Governments across the globe have doled out $123 billion to assist the airline industry, Dias said. Canada, on the other hand, has steered clear of sector-specific support, instead rolling out financial aid such as wage subsidies available to many industries.
Ottawa has also held off on requiring airlines to refund customers whose flights were cancelled due to the pandemic, potentially saving carriers hundreds of millions of dollars. In contrast, European and U.S. authorities have demanded airlines reimburse travellers, on top of the strings attached to financial lifelines that range from limiting dividends and executive bonuses to cutting carbon emissions and carving out ownership stakes for government.
Travel restrictions and dried-up demand continue to take a toll on the airline and tourism industries. More than 30,000 employees have been laid off or furloughed at Air Canada and WestJet Airlines Ltd. Passenger numbers in Canada were down 90 per cent year over year in July, though the 845,000 travellers made up nearly twice the number of the previous month, according to Statistics Canada.
“We are in dire, dire straits. Air Canada is blowing through about $15 million a day in cash… That is completely unsustainable,” said Dias, whose union represents 15,000 workers in the industry including pilots, baggage handlers and customers sales agents.
Dias applauded Prime Minister Justin Trudeau’s government for extending the Canada Emergency Wage Subsidy into next summer, but noted that some carriers such as Air Canada have not signed on, leaving thousands of former employees without a steady income. Meanwhile the Large Employer Emergency Financing Facility (LEEFF), a federal program that provides loans starting at $60 million to large firms, “just isn’t working” due to “incredible restrictions” and roughly eight per cent interest, he said.
In its throne speech last week, the Liberal government pledged to “support regional routes,” but has provided no details.
“Unfortunately, the Trudeau government continues to leave the thousands of Canadians who rely on the aviation industry in the dark about how or if they will have jobs to return to,” said Conservative transport critic Stephanie Kusie, who called the LEEFF program “broken and untenable.”
NDP labour critic Scott Duvall echoed the unions in demanding that help go “directly to workers and not just a blank cheque to CEOs.” Airlines should also be required to refund the thousands of passengers whose flights were cancelled as a result of the coronavirus, he said in a statement.
The National Airlines Council of Canada welcomed the plea from union leaders and backed their call for government adoption of a rapid testing regime as a critical step toward recovery, which remains in “Stage Zero,” president Mike McNaney said in a release.
Air Canada — one of the council’s four members — announced Thursday it has finalized an order of rapid COVID-19 tests made by U.S.-based Abbott Laboratories. The health-care company’s point-of-care kits, called ID NOW tests, will be taken voluntarily by employees, Air Canada said.

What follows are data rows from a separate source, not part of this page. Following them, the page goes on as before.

use std::fmt;

use cfg_if::cfg_if;
use oid::ObjectIdentifier;
use picky_asn1_x509::oids;

use crate::config::GssConfig;
use crate::provider::GssProvider;
use crate::status::{CallSite, StatusTranslator};
use crate::{Error, ErrorKind, Result};

/// Identifies a GSS-API mechanism.
///
/// Once a SPNEGO exchange completes, the negotiated mechanism is always the concrete one
/// ([`MechanismId::Kerberos`] or [`MechanismId::Ntlm`]).
#[derive(Debug, Clone, PartialEq)]
pub enum MechanismId {
    /// Kerberos V5, `1.2.840.113554.1.2.2` (the legacy Microsoft OID `1.2.840.48018.1.2.2` maps here too).
    Kerberos,
    /// SPNEGO / Negotiate, `1.3.6.1.5.5.2`.
    Spnego,
    /// NTLM, `1.3.6.1.4.1.311.2.2.10`.
    Ntlm,
    /// Any other mechanism reported by the provider.
    Other(ObjectIdentifier),
}

impl MechanismId {
    pub fn oid(&self) -> ObjectIdentifier {
        match self {
            MechanismId::Kerberos => oids::krb5(),
            MechanismId::Spnego => oids::spnego(),
            MechanismId::Ntlm => oids::ntlm_ssp(),
            MechanismId::Other(oid) => oid.clone(),
        }
    }

    pub fn from_oid(oid: &ObjectIdentifier) -> Self {
        if *oid == oids::krb5() || *oid == oids::ms_krb5() {
            MechanismId::Kerberos
        } else if *oid == oids::spnego() {
            MechanismId::Spnego
        } else if *oid == oids::ntlm_ssp() {
            MechanismId::Ntlm
        } else {
            MechanismId::Other(oid.clone())
        }
    }

    pub fn name(&self) -> &'static str {
        match self {
            MechanismId::Kerberos => "Kerberos",
            MechanismId::Spnego => "Negotiate",
            MechanismId::Ntlm => "NTLM",
            MechanismId::Other(_) => "Other",
        }
    }

    /// Whether this is a pseudo-mechanism that selects another one.
    pub fn is_negotiating(&self) -> bool {
        matches!(self, MechanismId::Spnego)
    }

    pub fn dotted(&self) -> String {
        (&self.oid()).into()
    }

    /// Parses a dotted OID. Arcs that have no encoding (`1.45`, `3.1`) are rejected.
    pub fn from_dotted(dotted: &str) -> Result<Self> {
        let oid = ObjectIdentifier::try_from(dotted)
            .map_err(|e| Error::new(ErrorKind::InvalidParameter, format!("invalid OID {}: {:?}", dotted, e)))?;

        Ok(Self::from_oid(&oid))
    }

    /// The DER contents octets of the OID (no tag, no length), the form `gss_OID_desc` uses.
    pub fn to_der_content(&self) -> Result<Vec<u8>> {
        Ok((&self.oid()).into())
    }

    /// Decodes DER contents octets. Only canonical encodings are accepted.
    pub fn from_der_content(content: &[u8]) -> Result<Self> {
        let oid = ObjectIdentifier::try_from(content)
            .map_err(|e| Error::new(ErrorKind::InvalidParameter, format!("invalid OID encoding: {:?}", e)))?;

        if Into::<Vec<u8>>::into(&oid) != content {
            return Err(Error::new(
                ErrorKind::InvalidParameter,
                format!("non-canonical or truncated OID encoding: {:02x?}", content),
            ));
        }

        Ok(Self::from_oid(&oid))
    }
}

impl fmt::Display for MechanismId {
    fn fmt(&self, f: &mut fmt::Formatter<'_>) -> fmt::Result {
        write!(f, "{} ({})", self.name(), self.dotted())
    }
}

/// The GSS-API implementation behind the provider.
#[derive(Debug, Copy, Clone, PartialEq, Eq)]
pub enum ProviderFamily {
    MitKerberos,
    Heimdal,
    /// The macOS GSS framework.
    GssFramework,
    /// The in-process provider from [`crate::loopback`].
    Loopback,
}

impl ProviderFamily {
    /// The family of the system GSS-API library on this platform.
    pub fn native() -> Self {
        cfg_if! {
            if #[cfg(any(target_os = "macos", target_os = "ios"))] {
                ProviderFamily::GssFramework
            } else if #[cfg(any(target_os = "freebsd", target_os = "netbsd", target_os = "dragonfly"))] {
                ProviderFamily::Heimdal
            } else {
                ProviderFamily::MitKerberos
            }
        }
    }
}

/// What the provider can do, resolved once when the layer is initialized.
#[derive(Debug, Clone)]
pub struct Capabilities {
    family: ProviderFamily,
    mechanisms: Vec<MechanismId>,
    password_credentials: bool,
}

impl Capabilities {
    /// Queries the provider's mechanisms and removes the ones disabled by the configuration.
    #[instrument(level = "debug", ret, skip_all)]
    pub fn discover(provider: &dyn GssProvider, config: &GssConfig) -> Result<Self> {
        let outcome = provider.indicate_mechs();
        StatusTranslator::new(provider).translate(CallSite::Query, outcome.status.major, outcome.status.minor, None)?;

        let packages = config.package_list_config();

        let mut mechanisms: Vec<MechanismId> = outcome
            .value
            .into_iter()
            .filter(|mechanism| match mechanism {
                MechanismId::Kerberos => packages.kerberos,
                MechanismId::Ntlm => packages.ntlm,
                _ => true,
            })
            .collect();

        // SPNEGO on its own has nothing to negotiate
        let has_concrete = mechanisms
            .iter()
            .any(|mechanism| matches!(mechanism, MechanismId::Kerberos | MechanismId::Ntlm));
        if !has_concrete {
            mechanisms.retain(|mechanism| !mechanism.is_negotiating());
        }

        if !mechanisms
            .iter()
            .any(|mechanism| matches!(mechanism, MechanismId::Kerberos | MechanismId::Spnego | MechanismId::Ntlm))
        {
            return Err(Error::new(
                ErrorKind::MechanismUnsupported,
                "the GSS provider offers no usable mechanism",
            ));
        }

        let family = provider.family();

        Ok(Self {
            family,
            mechanisms,
            password_credentials: provider.supports_password_credentials(),
        })
    }

    pub fn family(&self) -> ProviderFamily {
        self.family
    }

    pub fn mechanisms(&self) -> &[MechanismId] {
        &self.mechanisms
    }

    pub fn supports(&self, mechanism: &MechanismId) -> bool {
        self.mechanisms.contains(mechanism)
    }

    pub fn is_ntlm_available(&self) -> bool {
        self.supports(&MechanismId::Ntlm)
    }

    pub fn supports_password_credentials(&self) -> bool {
        self.password_credentials
    }

    pub fn ensure_supported(&self, mechanism: &MechanismId) -> Result<()> {
        if self.supports(mechanism) {
            Ok(())
        } else {
            Err(Error::new(
                ErrorKind::MechanismUnsupported,
                format!("{} is not available on this platform", mechanism),
            ))
        }
    }
}

#[cfg(test)]
mod tests {
    use super::*;
    use crate::loopback::{LoopbackProvider, LoopbackRealm};

    #[test]
    fn well_known_oids() {
        assert_eq!(MechanismId::Kerberos.dotted(), "1.2.840.113554.1.2.2");
        assert_eq!(MechanismId::Spnego.dotted(), "1.3.6.1.5.5.2");
        assert_eq!(MechanismId::Ntlm.dotted(), "1.3.6.1.4.1.311.2.2.10");

        assert_eq!(MechanismId::from_oid(&oids::ms_krb5()), MechanismId::Kerberos);
    }

    #[test]
    fn der_content_of_kerberos_oid() {
        let expected = [0x2a, 0x86, 0x48, 0x86, 0xf7, 0x12, 0x01, 0x02, 0x02];

        assert_eq!(MechanismId::Kerberos.to_der_content().unwrap(), expected);
        assert_eq!(MechanismId::from_der_content(&expected).unwrap(), MechanismId::Kerberos);
    }

    #[test]
    fn der_content_of_unknown_oid() {
        let oid = ObjectIdentifier::try_from("1.3.6.1.5.2.5").unwrap();
        let mechanism = MechanismId::Other(oid);

        let content = mechanism.to_der_content().unwrap();

        assert_eq!(MechanismId::from_der_content(&content).unwrap(), mechanism);
    }

    #[test]
    fn unencodable_oid_is_rejected() {
        assert!(MechanismId::from_dotted("1.45").is_err());
        assert!(MechanismId::from_dotted("3.1.2").is_err());

        // the first octet 85 is arc 2.5, it never decodes as 1.45
        assert_eq!(MechanismId::from_der_content(&[85]).unwrap().dotted(), "2.5");
        assert_eq!(MechanismId::from_dotted("1.2.840.113554.1.2.2").unwrap(), MechanismId::Kerberos);
    }

    #[test]
    fn truncated_der_content() {
        assert!(MechanismId::from_der_content(&[0x2a, 0x86]).is_err());
        assert!(MechanismId::from_der_content(&[]).is_err());
    }

    #[test]
    fn discovery_applies_package_list() {
        let provider = LoopbackProvider::new(LoopbackRealm::new("EXAMPLE.COM"));
        let config = GssConfig {
            package_list: Some("!ntlm".to_owned()),
            ..Default::default()
        };

        let capabilities = Capabilities::discover(&provider, &config).unwrap();

        assert!(capabilities.supports(&MechanismId::Kerberos));
        assert!(capabilities.supports(&MechanismId::Spnego));
        assert!(!capabilities.is_ntlm_available());
        assert_eq!(capabilities.family(), ProviderFamily::Loopback);
    }

    #[test]
    fn discovery_fails_without_mechanisms() {
        let provider = LoopbackProvider::new(LoopbackRealm::new("EXAMPLE.COM"));
        let config = GssConfig {
            package_list: Some("!ntlm,!kerberos".to_owned()),
            ..Default::default()
        };

        let err = Capabilities::discover(&provider, &config).unwrap_err();

        assert_eq!(err.error_type, ErrorKind::MechanismUnsupported);
    }
}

The rollout follows Air Canada’s month-long pilot project in partnership with McMaster HealthLabs to test passengers voluntarily at Toronto’s Pearson airport. Preliminary results from the study suggest that “a test-based strategy may be an available and safe alternative to the 14-day quarantine” required of arriving passengers, said Dr. Jim Chung, Air Canada’s chief medical officer.
WestJet Airlines Ltd. and Vancouver International Airport are also launching a project to test passengers voluntarily for the coronavirus on some departing flights, part of a broader push by carriers to show they are serious about combating viral spread as they try to coax Canadians back to the skies.